Creating air-stable antimicrobial metallic surfaces that are resistant to washing could impact both food handling and medical applications. This work analyzes the release kinetics of nisin nanoparticles (an antimicrobial peptide) from cracked and uncracked oxide films on stainless steel and titanium to develop an antibacterial metallic surface. The cracked morphology creates mudflat crack patterns that penetrate approximately 4 μm into the substrate, deeper than the 100 nm thick oxides. The desorption of the peptide from uncracked oxides on stainless steel is promoted by acidic pH, slows down at neutral, and stops at basic pH. Increases in temperature contribute to significant accelerated desorption process only at acidic pH. Cracked oxide films effectively immobilized nisin in the cracks.
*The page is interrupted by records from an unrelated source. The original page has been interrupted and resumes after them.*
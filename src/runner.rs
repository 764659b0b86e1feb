//! High-level runner API for the vocabulary loader.
//!
//! This module provides a simplified public interface that encapsulates all the
//! internal complexity of setting up connections, checkpoint storage, constraint
//! handling and the load orchestrator.
//!
//! This is the primary API for external users and for the CLI.

use anyhow::Result;
use serde::Serialize;
use std::collections::HashMap;
use std::future::Future;
use std::path::PathBuf;
use std::sync::Arc;
use tracing::info;

use crate::catalog::Catalog;
use crate::config::{DEFAULT_FLUSH_INTERVAL, DEFAULT_SCHEMA};
use crate::coordination::{CheckpointStore, LoadConfigBuilder, Orchestrator, TableCheckpointStore};
use crate::db::{self, BackendKind, ConstraintManager, Pool};
use crate::io::FileMapper;

pub use crate::coordination::{FileReport, LoadResult};

/// Arguments for running a vocabulary load
#[derive(Debug, Clone)]
pub struct LoadArgs {
    // Connection configuration
    /// `postgres://...` or `sqlite:...`
    pub database_url: String,
    /// Postgres namespace of the vocabulary tables (ignored by SQLite)
    pub schema: String,

    // Source configuration
    pub vocabulary_dir: PathBuf,
    /// File stem -> table name, for files whose name is not a table name
    pub file_overrides: HashMap<String, String>,

    // Load behaviour
    pub flush_interval: usize,
    pub suspend_constraints: bool,
    pub restore_constraints: bool,
    pub truncate_tables: bool,
    pub max_rows_per_file: Option<u64>,
    pub checkpointing: bool,

    pub quiet: bool,

    // Test-only: inject a pre-created pool (for SQLite testing)
    #[cfg(test)]
    pub test_pool: Option<Pool>,
}

impl LoadArgs {
    /// Arguments with the default load behaviour
    pub fn new(database_url: impl Into<String>, vocabulary_dir: impl Into<PathBuf>) -> Self {
        Self {
            database_url: database_url.into(),
            schema: DEFAULT_SCHEMA.to_string(),
            vocabulary_dir: vocabulary_dir.into(),
            file_overrides: HashMap::new(),
            flush_interval: DEFAULT_FLUSH_INTERVAL,
            suspend_constraints: true,
            restore_constraints: true,
            truncate_tables: false,
            max_rows_per_file: None,
            checkpointing: true,
            quiet: false,
            #[cfg(test)]
            test_pool: None,
        }
    }
}

/// A file a load would process
#[derive(Debug, Clone, PartialEq, Eq, Serialize)]
pub struct PlannedFile {
    pub file_name: String,
    pub table: String,
    pub total_rows: u64,
}

/// What a load would do, computed without touching the database
#[derive(Debug, Clone, Serialize)]
pub struct LoadPlan {
    pub backend: String,
    pub files: Vec<PlannedFile>,
    pub unresolved_files: Vec<String>,
}

/// Run a vocabulary load, stopping early on Ctrl-C
///
/// This is the main entry point for loading vocabulary exports. It handles all
/// the internal setup including:
/// - Resolving the backend from the URL and creating the connection pool
/// - Creating the checkpoint table
/// - Suspending and restoring constraints around the load
/// - Tracking progress
///
/// # Example
///
/// ```no_run
/// use omop_vocab_loader::runner::{LoadArgs, run_load};
///
/// # async fn example() -> anyhow::Result<()> {
/// let mut args = LoadArgs::new("postgres://omop@localhost/omop", "/data/vocabulary");
/// args.schema = "vocab".to_string();
/// args.flush_interval = 10_000;
///
/// let result = run_load(args).await?;
/// println!("Loaded {} rows in {:?}", result.rows_committed, result.duration);
/// # Ok(())
/// # }
/// ```
pub async fn run_load(args: LoadArgs) -> Result<LoadResult> {
    run_load_until(args, ctrl_c()).await
}

/// Run a vocabulary load that is interrupted when `shutdown` resolves
///
/// Interruption fails the load with `LoaderError::Interrupted` after the
/// constraints have been restored.
pub async fn run_load_until<F>(args: LoadArgs, shutdown: F) -> Result<LoadResult>
where
    F: Future<Output = ()>,
{
    // Rejects unsupported backends before any file is opened
    let kind = BackendKind::from_url(&args.database_url)?;

    #[cfg(test)]
    let pool = match args.test_pool {
        Some(test_pool) => test_pool,
        None => Pool::connect(&args.database_url).await?,
    };

    #[cfg(not(test))]
    let pool = Pool::connect(&args.database_url).await?;

    info!(backend = %kind, schema = %args.schema, "Connected");

    let config = LoadConfigBuilder::default()
        .vocabulary_dir(args.vocabulary_dir)
        .flush_interval(args.flush_interval)
        .suspend_constraints(args.suspend_constraints)
        .restore_constraints(args.restore_constraints)
        .truncate_tables(args.truncate_tables)
        .max_rows_per_file(args.max_rows_per_file)
        .checkpointing(args.checkpointing)
        .schema(args.schema)
        .file_overrides(args.file_overrides)
        .quiet(args.quiet)
        .build()?;

    let orchestrator = Orchestrator::new(pool, Arc::new(Catalog::vocabulary()));
    orchestrator.run_load(config, shutdown).await
}

/// Map the vocabulary directory without connecting to the database
pub async fn plan_load(args: &LoadArgs) -> Result<LoadPlan> {
    let kind = BackendKind::from_url(&args.database_url)?;
    let mapper = FileMapper::new(Arc::new(Catalog::vocabulary()), &args.file_overrides);
    let discovery = mapper.discover(&args.vocabulary_dir).await?;

    Ok(LoadPlan {
        backend: kind.to_string(),
        files: discovery
            .files
            .into_iter()
            .map(|f| PlannedFile {
                file_name: f.file_name,
                table: f.entity,
                total_rows: f.total_rows,
            })
            .collect(),
        unresolved_files: discovery.unresolved,
    })
}

/// Forget all load progress by dropping the checkpoint table
pub async fn reset_state(database_url: &str, schema: &str) -> Result<()> {
    let pool = Pool::connect(database_url).await?;
    let result = reset_state_on(&pool, schema).await;
    pool.close().await;
    result
}

pub(crate) async fn reset_state_on(pool: &Pool, schema: &str) -> Result<()> {
    TableCheckpointStore::new(pool.clone(), schema)
        .drop_table()
        .await?;
    info!(schema, "Load state reset");
    Ok(())
}

/// Recreate every declared constraint of the vocabulary tables
///
/// On SQLite the foreign key switch is per connection, so this only affects
/// the connection opened here.
pub async fn restore_constraints(database_url: &str, schema: &str) -> Result<()> {
    let pool = Pool::connect(database_url).await?;
    let result = ConstraintManager::new(pool.clone(), Arc::new(Catalog::vocabulary()), schema)
        .restore_declared()
        .await;
    pool.close().await;
    result
}

/// Create the vocabulary tables (and their constraints) that do not exist yet
pub async fn init_schema(database_url: &str, schema: &str) -> Result<()> {
    let pool = Pool::connect(database_url).await?;
    let result = init_schema_on(&pool, schema).await;
    pool.close().await;
    result
}

pub(crate) async fn init_schema_on(pool: &Pool, schema: &str) -> Result<()> {
    db::schema::init_schema(pool, Arc::new(Catalog::vocabulary()), schema).await
}

async fn ctrl_c() {
    if tokio::signal::ctrl_c().await.is_err() {
        // No signal handler available, never interrupt
        std::future::pending::<()>().await;
    }
}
For Ti-6Al-4 V, even under the harshest conditions tested (50 °C and pH 2) the peptide did not release into solution after 24 h. Quantitative depth profiling detected nitrogen to depths of up to 2.8 μm, indicating the presence of nisin in the cracks. A simple test of the antibacterial performance of these surfaces against Listeria monocytogenes has been demonstrated. •Nisin can be adsorbed on cracked and uncracked stainless steel and titanium alloy surfaces by using physisorption.•Acidic pH is the most influential factor on the desorption of nisin from uncracked stainless steel surfaces.•Low pH and high temperature leads to corrosion of the cracked stainless steel, releasing all nisin from the crack walls.•Adhesion of nisin to the cracks walls of the titanium alloy is higher compared to stainless steel.